How is the South in particular suffering from the lockdown? What are the consequences that are arising?
Obviously, the effects of the lockdown are particularly conspicuous, from a social point of view, in the South. In the poorest and most depressed areas of Southern Italy, many people survive thanks to occasional jobs, that are often offered with a total disregard of workers’ rights and national legislation. The imposition to remain home means that many will lose or have already lost their jobs, do not have an income and no means to make ends meet.
The situation for many is already desperate and it has led, in just under a month, to situations of serious suffering in the most destitute strata, with people unable to buy food as they lack purchasing power. For example, the police have intercepted subversive groups who are organizing themselves via chat or are being encouraged to attack and rob supermarkets. There is fear and founded suspicion that already organized crime may be hidden behind such organisations, which by feeding off discontent seeks, once again, to replace the state. Faced with growing social suffering and the risk for public safety, the government immediately issued a decree that provides for the allocation of primary resources to guarantee adequate support and necessary services to families in difficulties. These problems encountered in the South are not yet observed in the Centre-North where greater wealth is available and a dense and efficient network of services means the lockdown has considerably less of an impact on social life.
How is rising inequality in Italy accentuated in the context of the European Union regulations?
European legislation, specifically financial legislation, has significant impacts on Italy and in general on all countries with high public debt (France, Spain, Greece, Italy and Belgium). The fluctuations in the spread and, therefore, in the interest rate paid by the various nations on government bonds, however, have a greater indirect impact on the most depressed areas. To cope with the payment of interest, particularly during severe financial crises such as the current one or that of 2008, efforts are made to reduce the debt by making linear cuts in services.
Once again, these cuts in Italy only exacerbate the north-south differences: if center-north can manage to compensate for these cuts thanks to the available wealth, in contrast, the south risks a further worsening of an already precarious situation.
Are there experiences from the Italian context that global stakeholders or researchers concerned with inequality should be mindful of?
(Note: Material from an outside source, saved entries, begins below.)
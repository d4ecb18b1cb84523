use clap::Parser;
use cryptolog_cli::cli::Cli;
use cryptolog_cli::config::load_config;
use cryptolog_cli::errors::AppError;
use cryptolog_cli::{app, logger};
use tokio::io::BufReader;
use tracing::{error, info};

#[tokio::main]
async fn main() {
    logger::init_logging();
    let cli = Cli::parse();

    if let Err(e) = run(cli).await {
        error!("{}", e);
        eprintln!("cryptolog: {}", e);
        // Exit directly: a pending blocking read on stdin would otherwise
        // hold up runtime shutdown.
        std::process::exit(1);
    }
}

async fn run(cli: Cli) -> Result<(), AppError> {
    let cfg = load_config(&cli)?;
    info!(
        "Starting cryptolog: salt lifetime {:?}, replace all matches: {}",
        cfg.salt_lifetime, cfg.replace_all_matches
    );

    let reader = BufReader::new(tokio::io::stdin());
    app::run(&cfg, reader).await?;
    Ok(())
}
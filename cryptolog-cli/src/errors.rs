use thiserror::Error;

#[derive(Debug, Error)]
pub enum AppError {
    #[error("config error: {0}")]
    Config(#[from] crate::config::ConfigError),
    #[error("{0}")]
    Core(#[from] cryptolog_core::CryptologError),
    #[error("cannot create output file {path}: {source}")]
    Output {
        path: String,
        #[source]
        source: std::io::Error,
    },
}
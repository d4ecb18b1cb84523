use crate::config::AppConfig;
use crate::errors::AppError;
use cryptolog_core::{Cryptolog, StreamStats};
use tokio::io::{AsyncBufRead, AsyncWrite, AsyncWriteExt, BufWriter};
use tracing::{error, info, warn};

/// Run the pipeline over `reader`, writing to the configured destination.
///
/// Every startup step (salt, matcher, output file) completes before the
/// first line is read.
pub async fn run<R>(config: &AppConfig, reader: R) -> Result<StreamStats, AppError>
where
    R: AsyncBufRead + Unpin,
{
    let cryptolog = Cryptolog::new(config.to_core_config())?;

    let writer: Box<dyn AsyncWrite + Unpin + Send> = match config.outfile {
        Some(ref path) => {
            let file = tokio::fs::File::create(path)
                .await
                .map_err(|source| AppError::Output {
                    path: path.display().to_string(),
                    source,
                })?;
            info!("Writing anonymized log to {}", path.display());
            Box::new(BufWriter::new(file))
        }
        None => Box::new(tokio::io::stdout()),
    };

    run_with(&cryptolog, reader, writer).await
}

/// Race line processing against the salt rotation; a rotation failure
/// aborts the run because pseudonyms must not outlive their salt window.
///
/// Lines already anonymized are flushed to `writer` before the failure is
/// returned.
pub async fn run_with<R, W>(cryptolog: &Cryptolog, reader: R, mut writer: W) -> Result<StreamStats, AppError>
where
    R: AsyncBufRead + Unpin,
    W: AsyncWrite + Unpin,
{
    let mut rotation = cryptolog.start_rotation()?;

    let result = tokio::select! {
        stats = cryptolog.processor().process(reader, &mut writer) => stats.map_err(AppError::from),
        rotated = rotation.wait() => {
            let err = match rotated {
                Err(e) => e,
                Ok(()) => cryptolog_core::CryptologError::RotationTask(
                    "salt rotation stopped unexpectedly".into(),
                ),
            };
            error!("Aborting: {}", err);
            if let Err(e) = writer.flush().await {
                warn!("Failed to flush output after abort: {}", e);
            }
            Err(AppError::from(err))
        }
    };

    rotation.stop();
    result
}
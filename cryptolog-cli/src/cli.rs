use clap::{ArgAction, Parser};
use std::path::PathBuf;

#[derive(Debug, Parser)]
#[command(name = "cryptolog", version)]
#[command(about = "Anonymize IP addresses in log lines read from standard input")]
pub struct Cli {
    /// Destination for the anonymized log; standard output when omitted
    #[arg(short, long)]
    pub outfile: Option<PathBuf>,

    /// How long a salt stays valid, e.g. `24h`, `90m`, `1h30m`.
    /// Within one salt lifetime the same address always maps to the same pseudonym.
    #[arg(short, long)]
    pub salt_lifetime: Option<String>,

    /// Replace every address in a line (`true`) or only the first (`false`).
    /// A bare flag means `true`.
    #[arg(
        short,
        long,
        action = ArgAction::Set,
        value_name = "BOOL",
        num_args = 0..=1,
        default_missing_value = "true"
    )]
    pub replace_all_matches: Option<bool>,

    /// Optional TOML configuration file
    #[arg(short, long)]
    pub config: Option<PathBuf>,

    /// Flush output at end of input only, instead of after every line
    #[arg(long)]
    pub buffered: bool,
}
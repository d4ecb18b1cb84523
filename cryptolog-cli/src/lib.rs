pub mod app;
pub mod cli;
pub mod config;
pub mod errors;
pub mod logger;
A huge resource that we have in Italy and that should also be encouraged abroad, is the dense network of non-governmental organisations and volunteering. Our nation boasts millions of volunteers who are helping in this serious situation, slightly alleviating social differences. This can be due to high levels of precarity that affects a large group of younger generations. In fact, volunteering and care work is an easy way to gain skills and experience. Furthermore, despite being the second largest manufacturing country in Europe (after Germany) and among the 10 strongest economies in the world, and contrary to many other Western countries, Italy seems to have acted to place the sacredness of human life before economic interest. This might be explained in philosophical and ideological terms. Italy boasts a strong humanistic legacy and some values of Catholicism still influence political decision-making in the country.